These days it’s hard to tell which are louder at the Highlands County Animal Control shelter: the dogs or the roosters.
The county facility on Haywood Taylor Boulevard has been home to a variety of impounded and abandoned critters.
Now, a little more than 100 hens, roosters and chickens share space with the other animals, and it’s not hard to see that some of the papa birds like the world to know they are there.
Tuesday, an auction to sell some of these free-ranging critters, which were trapped in Lake Placid’s Highway Park, turned out to be a non-event.
Nobody showed up, surprising Animal Control Director Darryl Scott, who fielded several calls from interested people, whom he was expecting to bid.
The county’s only option is to prepare a date for its next auction – which is the only way it can get rid of the livestock and recoup some of its money – but more chickens need to be trapped in the Lake Placid community, which is apparently over-run by them.
Highway Park resident Tiffany Green said the chickens have always been around. She’s lived there for a year so she doesn’t know how long they have been roaming around.
But no one has claimed them, and the problem has gotten so bad that residents had to appeal to the county for help.
Scott conjectures they started off as somebody’s pets and then were let loose; they multiplied and have become a neighborhood nuisance.
They tear up people’s gardens and flower beds, Green said, eating up the tomatoes.
“People get tired of chickens pooping on their cars, their front yards,” Scott said.

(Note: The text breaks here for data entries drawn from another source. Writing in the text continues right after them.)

pub mod app;
pub mod commands;
use serde_json::{Map, Value};

use crate::error::{TicketError, TicketResult};

/// A `(section, key)` candidate for a value that may live in one of several
/// sub-objects of an incident record.
pub type FieldPath = (&'static str, &'static str);

/// First value among `keys` that is present and truthy.
#[must_use]
pub fn pick_first<'a>(record: &'a Map<String, Value>, keys: &[&str]) -> Option<&'a Value> {
    keys.iter()
        .filter_map(|key| record.get(*key))
        .find(|value| is_truthy(value))
}

/// [`pick_first`], rendered as text. Strings and numbers qualify; when the
/// first truthy value has another shape the lookup yields nothing.
#[must_use]
pub fn pick_first_text(record: &Map<String, Value>, keys: &[&str]) -> Option<String> {
    pick_first(record, keys).and_then(value_text)
}

/// Ordered lookup across sub-objects of the record root.
#[must_use]
pub fn pick_first_path(record: &Map<String, Value>, paths: &[FieldPath]) -> Option<String> {
    paths.iter().find_map(|(section, key)| {
        record
            .get(*section)
            .and_then(Value::as_object)
            .and_then(|object| pick_first_text(object, &[*key]))
    })
}

pub fn require_value(value: Option<String>, label: &str) -> TicketResult<String> {
    match value {
        Some(value) if !value.is_empty() => Ok(value),
        _ => Err(TicketError::MissingField(label.to_string())),
    }
}

/// Optional sub-object of `record`. Falsy values read as absent; any other
/// non-object is a shape error.
pub fn optional_object<'a>(
    record: &'a Map<String, Value>,
    key: &str,
) -> TicketResult<Option<&'a Map<String, Value>>> {
    match record.get(key) {
        Some(Value::Object(object)) => Ok(Some(object)),
        Some(value) if is_truthy(value) => {
            Err(TicketError::shape(format!("`{key}` must be an object")))
        }
        _ => Ok(None),
    }
}

/// Optional array under `key`, with the same falsy handling as
/// [`optional_object`].
pub fn optional_array<'a>(record: &'a Map<String, Value>, key: &str) -> TicketResult<&'a [Value]> {
    match record.get(key) {
        Some(Value::Array(items)) => Ok(items.as_slice()),
        Some(value) if is_truthy(value) => {
            Err(TicketError::shape(format!("`{key}` must be a list")))
        }
        _ => Ok(&[]),
    }
}

#[must_use]
pub fn is_truthy(value: &Value) -> bool {
    match value {
        Value::Null => false,
        Value::Bool(flag) => *flag,
        Value::Number(number) => number.as_f64().is_some_and(|n| n != 0.0),
        Value::String(text) => !text.is_empty(),
        Value::Array(items) => !items.is_empty(),
        Value::Object(map) => !map.is_empty(),
    }
}

fn value_text(value: &Value) -> Option<String> {
    match value {
        Value::String(text) => Some(text.clone()),
        Value::Number(number) => Some(number.to_string()),
        _ => None,
    }
}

Over the last few days Animal Control Officer Steve Sphaler has been doing chicken duty in Highway Park, trapping them in the two big live traps set up there.
Sphaler’s job is to bring back the captured hens and roosters, and they are put in several small pens and a bigger puppy exercise cage.

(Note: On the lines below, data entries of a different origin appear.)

use std::borrow::Cow;

use time::format_description::BorrowedFormatItem;
use time::format_description::well_known::Iso8601;
use time::macros::format_description;
use time::{Date, OffsetDateTime, PrimitiveDateTime, Time, UtcOffset};

use crate::error::{TicketError, TicketResult};

const EXPORT_FORMATS: [&[BorrowedFormatItem<'static>]; 2] = [
    format_description!(
        "[year]-[month padding:none]-[day padding:none] [hour padding:none]:[minute padding:none]:[second padding:none]"
    ),
    format_description!(
        "[year]-[month padding:none]-[day padding:none]T[hour padding:none]:[minute padding:none]:[second padding:none]"
    ),
];

// The ISO 8601 parser wants minutes once the date uses the extended form.
const ISO_HOUR_ONLY: &[BorrowedFormatItem<'static>] =
    format_description!("[year]-[month]-[day]T[hour]");

/// Date portion of an export timestamp, for display.
///
/// Splits on the first space, then on the first `T`; values with neither are
/// returned unchanged.
#[must_use]
pub fn date_only(value: &str) -> &str {
    if let Some((date, _)) = value.split_once(' ') {
        return date;
    }
    if let Some((date, _)) = value.split_once('T') {
        return date;
    }
    value
}

/// Parses an export timestamp into a naive instant used only for ordering.
///
/// Export stamps (unpadded fields allowed) are tried first, with and without a
/// trailing `Z`. Anything else goes through the ISO 8601 parser, basic or
/// extended, with a space accepted in place of `T`. Values carrying a UTC
/// offset are converted to UTC before the offset is dropped, so they compare
/// against naive values as wall-clock UTC.
pub fn parse_timestamp(value: &str) -> TicketResult<PrimitiveDateTime> {
    for candidate in std::iter::once(value).chain(value.strip_suffix('Z')) {
        for format in EXPORT_FORMATS {
            if let Ok(parsed) = PrimitiveDateTime::parse(candidate, format) {
                return Ok(parsed);
            }
        }
    }

    let iso = with_t_separator(value);
    if let Ok(parsed) = OffsetDateTime::parse(&iso, &Iso8601::DEFAULT) {
        let utc = parsed.to_offset(UtcOffset::UTC);
        return Ok(PrimitiveDateTime::new(utc.date(), utc.time()));
    }
    if let Ok(parsed) = PrimitiveDateTime::parse(&iso, &Iso8601::DEFAULT) {
        return Ok(parsed);
    }
    if let Ok(parsed) = PrimitiveDateTime::parse(&iso, ISO_HOUR_ONLY) {
        return Ok(parsed);
    }
    if let Ok(date) = Date::parse(&iso, &Iso8601::DEFAULT) {
        return Ok(PrimitiveDateTime::new(date, Time::MIDNIGHT));
    }

    Err(TicketError::Parse {
        value: value.to_string(),
        detail: "unsupported timestamp format".to_string(),
    })
}

fn with_t_separator(value: &str) -> Cow<'_, str> {
    match value.split_once(' ') {
        Some((date, time)) => Cow::Owned(format!("{date}T{time}")),
        None => Cow::Borrowed(value),
    }
}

They are fed once or twice a day and animal control workers make sure to take away the eggs so their numbers don’t multiply, but they are running out of room to house more of them.
Sphaler estimates he caught about a 120 of them over a 10-day period, but hundreds others are still free.
He feels it’s possible to trap them, but it’s going to take time, he added.
In the last few weeks, Sphaler, who has never encountered so many chickens in a public place, has honed his chicken trapping skills.
While some are easy to trap, others are not.
One brood of a mama hen and her “bitties” made him earn his pay because the little chickens were small enough to sneak out of the wired cage. He had to pad the bottom so the escape artists would stay in.
“It took two days to catch them,” he grinned, as the family, now in captivity, loudly squawked away.